◆ DIRECTIONS FOR THIS TASK:
Each line from the one containing "maximum edge-depth, consistent" to the end of the listing below must be retyped exactly, with no line left out and none added.

== Segment start ==

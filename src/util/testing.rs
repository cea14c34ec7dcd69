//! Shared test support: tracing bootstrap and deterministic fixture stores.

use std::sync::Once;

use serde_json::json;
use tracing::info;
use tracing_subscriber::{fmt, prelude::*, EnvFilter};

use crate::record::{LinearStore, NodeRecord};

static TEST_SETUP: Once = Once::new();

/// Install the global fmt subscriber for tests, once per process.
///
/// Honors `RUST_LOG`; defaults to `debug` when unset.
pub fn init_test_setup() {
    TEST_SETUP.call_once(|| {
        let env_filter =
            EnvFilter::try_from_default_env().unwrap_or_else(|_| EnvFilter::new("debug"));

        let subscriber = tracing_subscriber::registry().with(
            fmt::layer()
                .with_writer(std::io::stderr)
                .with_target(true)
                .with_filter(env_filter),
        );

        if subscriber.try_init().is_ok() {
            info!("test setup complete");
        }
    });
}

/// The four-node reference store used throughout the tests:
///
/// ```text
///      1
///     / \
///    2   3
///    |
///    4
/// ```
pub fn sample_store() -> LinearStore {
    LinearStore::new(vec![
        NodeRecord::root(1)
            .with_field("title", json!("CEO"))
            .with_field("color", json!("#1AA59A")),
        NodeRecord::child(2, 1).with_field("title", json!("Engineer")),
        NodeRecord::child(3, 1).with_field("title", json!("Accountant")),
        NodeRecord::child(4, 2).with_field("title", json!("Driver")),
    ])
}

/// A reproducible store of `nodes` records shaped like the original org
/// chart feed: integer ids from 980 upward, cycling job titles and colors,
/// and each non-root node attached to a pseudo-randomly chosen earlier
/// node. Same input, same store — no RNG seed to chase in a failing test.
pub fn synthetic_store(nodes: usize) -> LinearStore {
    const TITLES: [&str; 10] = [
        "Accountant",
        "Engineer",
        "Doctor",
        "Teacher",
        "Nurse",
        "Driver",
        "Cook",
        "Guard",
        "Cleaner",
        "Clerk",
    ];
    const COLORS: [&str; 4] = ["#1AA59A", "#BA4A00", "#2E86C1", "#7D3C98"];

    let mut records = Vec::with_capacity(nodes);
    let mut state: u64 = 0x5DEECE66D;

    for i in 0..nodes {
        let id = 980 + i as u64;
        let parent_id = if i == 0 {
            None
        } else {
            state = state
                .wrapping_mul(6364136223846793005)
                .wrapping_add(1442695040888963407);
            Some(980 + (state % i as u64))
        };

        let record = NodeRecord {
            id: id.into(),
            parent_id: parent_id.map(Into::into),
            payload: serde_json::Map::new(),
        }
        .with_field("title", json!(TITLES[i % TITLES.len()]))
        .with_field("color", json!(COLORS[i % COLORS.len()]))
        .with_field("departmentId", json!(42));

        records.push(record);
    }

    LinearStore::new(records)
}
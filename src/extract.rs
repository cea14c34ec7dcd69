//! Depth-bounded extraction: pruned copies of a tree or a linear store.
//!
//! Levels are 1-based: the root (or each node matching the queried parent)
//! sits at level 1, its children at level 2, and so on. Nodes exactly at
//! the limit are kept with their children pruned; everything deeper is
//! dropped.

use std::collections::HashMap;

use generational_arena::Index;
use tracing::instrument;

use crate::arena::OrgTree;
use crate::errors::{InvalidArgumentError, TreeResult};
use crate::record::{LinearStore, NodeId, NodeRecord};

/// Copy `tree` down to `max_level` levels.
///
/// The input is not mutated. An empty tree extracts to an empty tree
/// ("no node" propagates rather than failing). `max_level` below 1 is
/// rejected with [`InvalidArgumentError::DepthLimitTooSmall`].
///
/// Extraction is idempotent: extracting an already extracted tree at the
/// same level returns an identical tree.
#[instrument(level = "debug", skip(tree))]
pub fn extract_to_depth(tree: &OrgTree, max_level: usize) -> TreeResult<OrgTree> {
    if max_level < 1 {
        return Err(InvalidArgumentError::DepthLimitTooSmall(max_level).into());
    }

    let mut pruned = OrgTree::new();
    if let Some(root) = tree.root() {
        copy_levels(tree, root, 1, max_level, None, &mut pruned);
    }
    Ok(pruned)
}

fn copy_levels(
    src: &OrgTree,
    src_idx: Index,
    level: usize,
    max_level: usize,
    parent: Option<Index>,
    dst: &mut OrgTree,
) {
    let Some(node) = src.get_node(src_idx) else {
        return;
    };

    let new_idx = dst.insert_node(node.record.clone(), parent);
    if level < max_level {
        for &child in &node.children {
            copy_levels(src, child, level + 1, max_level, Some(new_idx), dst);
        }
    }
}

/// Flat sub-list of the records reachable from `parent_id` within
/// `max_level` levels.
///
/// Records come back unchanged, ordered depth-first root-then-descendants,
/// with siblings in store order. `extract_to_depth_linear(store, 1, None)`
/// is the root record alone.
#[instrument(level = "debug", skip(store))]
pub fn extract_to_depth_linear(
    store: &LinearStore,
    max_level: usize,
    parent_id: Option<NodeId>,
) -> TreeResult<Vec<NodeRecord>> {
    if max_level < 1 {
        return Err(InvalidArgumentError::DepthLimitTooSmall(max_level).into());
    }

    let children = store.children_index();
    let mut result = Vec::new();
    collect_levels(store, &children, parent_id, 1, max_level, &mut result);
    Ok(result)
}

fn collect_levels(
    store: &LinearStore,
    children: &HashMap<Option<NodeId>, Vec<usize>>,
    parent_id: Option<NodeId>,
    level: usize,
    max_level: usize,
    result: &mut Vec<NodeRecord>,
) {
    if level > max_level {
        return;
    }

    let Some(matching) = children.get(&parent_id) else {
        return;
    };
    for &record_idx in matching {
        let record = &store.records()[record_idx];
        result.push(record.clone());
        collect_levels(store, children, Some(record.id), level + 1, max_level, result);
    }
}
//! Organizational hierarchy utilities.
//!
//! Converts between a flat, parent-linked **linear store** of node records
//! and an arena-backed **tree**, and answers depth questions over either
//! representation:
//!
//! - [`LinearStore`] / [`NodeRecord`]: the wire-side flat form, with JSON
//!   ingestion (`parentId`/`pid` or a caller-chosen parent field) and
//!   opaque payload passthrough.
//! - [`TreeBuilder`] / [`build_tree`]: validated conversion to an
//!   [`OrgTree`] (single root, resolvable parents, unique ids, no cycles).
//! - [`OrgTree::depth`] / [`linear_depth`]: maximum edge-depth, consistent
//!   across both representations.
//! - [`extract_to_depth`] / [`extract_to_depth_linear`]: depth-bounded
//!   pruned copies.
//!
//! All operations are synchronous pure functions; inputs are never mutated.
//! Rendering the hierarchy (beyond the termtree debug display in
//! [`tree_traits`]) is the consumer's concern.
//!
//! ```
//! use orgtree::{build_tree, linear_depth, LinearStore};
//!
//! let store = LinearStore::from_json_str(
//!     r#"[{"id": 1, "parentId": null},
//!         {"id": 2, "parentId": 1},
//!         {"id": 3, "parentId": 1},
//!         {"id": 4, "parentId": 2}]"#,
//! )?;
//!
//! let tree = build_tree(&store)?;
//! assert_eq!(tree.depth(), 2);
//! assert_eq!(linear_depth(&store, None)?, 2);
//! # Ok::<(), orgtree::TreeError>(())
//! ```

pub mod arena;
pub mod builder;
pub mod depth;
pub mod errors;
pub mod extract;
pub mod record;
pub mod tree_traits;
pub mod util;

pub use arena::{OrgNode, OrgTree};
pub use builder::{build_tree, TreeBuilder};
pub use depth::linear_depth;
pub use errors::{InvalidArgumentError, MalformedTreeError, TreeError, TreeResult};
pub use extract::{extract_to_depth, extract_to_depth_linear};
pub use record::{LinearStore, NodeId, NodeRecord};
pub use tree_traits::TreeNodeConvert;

== Segment end ==

◆ SOLUTION BELOW:
//! - [`OrgTree::depth`] / [`linear_depth`]: maximum edge-depth, consistent
//!   across both representations.
//! - [`extract_to_depth`] / [`extract_to_depth_linear`]: depth-bounded
//!   pruned copies.
//!
//! All operations are synchronous pure functions; inputs are never mutated.
//! Rendering the hierarchy (beyond the termtree debug display in
//! [`tree_traits`]) is the consumer's concern.
//!
//! ```
//! use orgtree::{build_tree, linear_depth, LinearStore};
//!
//! let store = LinearStore::from_json_str(
//!     r#"[{"id": 1, "parentId": null},
//!         {"id": 2, "parentId": 1},
//!         {"id": 3, "parentId": 1},
//!         {"id": 4, "parentId": 2}]"#,
//! )?;
//!
//! let tree = build_tree(&store)?;
//! assert_eq!(tree.depth(), 2);
//! assert_eq!(linear_depth(&store, None)?, 2);
//! # Ok::<(), orgtree::TreeError>(())
//! ```

pub mod arena;
pub mod builder;
pub mod depth;
pub mod errors;
pub mod extract;
pub mod record;
pub mod tree_traits;
pub mod util;

pub use arena::{OrgNode, OrgTree};
pub use builder::{build_tree, TreeBuilder};
pub use depth::linear_depth;
pub use errors::{InvalidArgumentError, MalformedTreeError, TreeError, TreeResult};
pub use extract::{extract_to_depth, extract_to_depth_linear};
pub use record::{LinearStore, NodeId, NodeRecord};
pub use tree_traits::TreeNodeConvert;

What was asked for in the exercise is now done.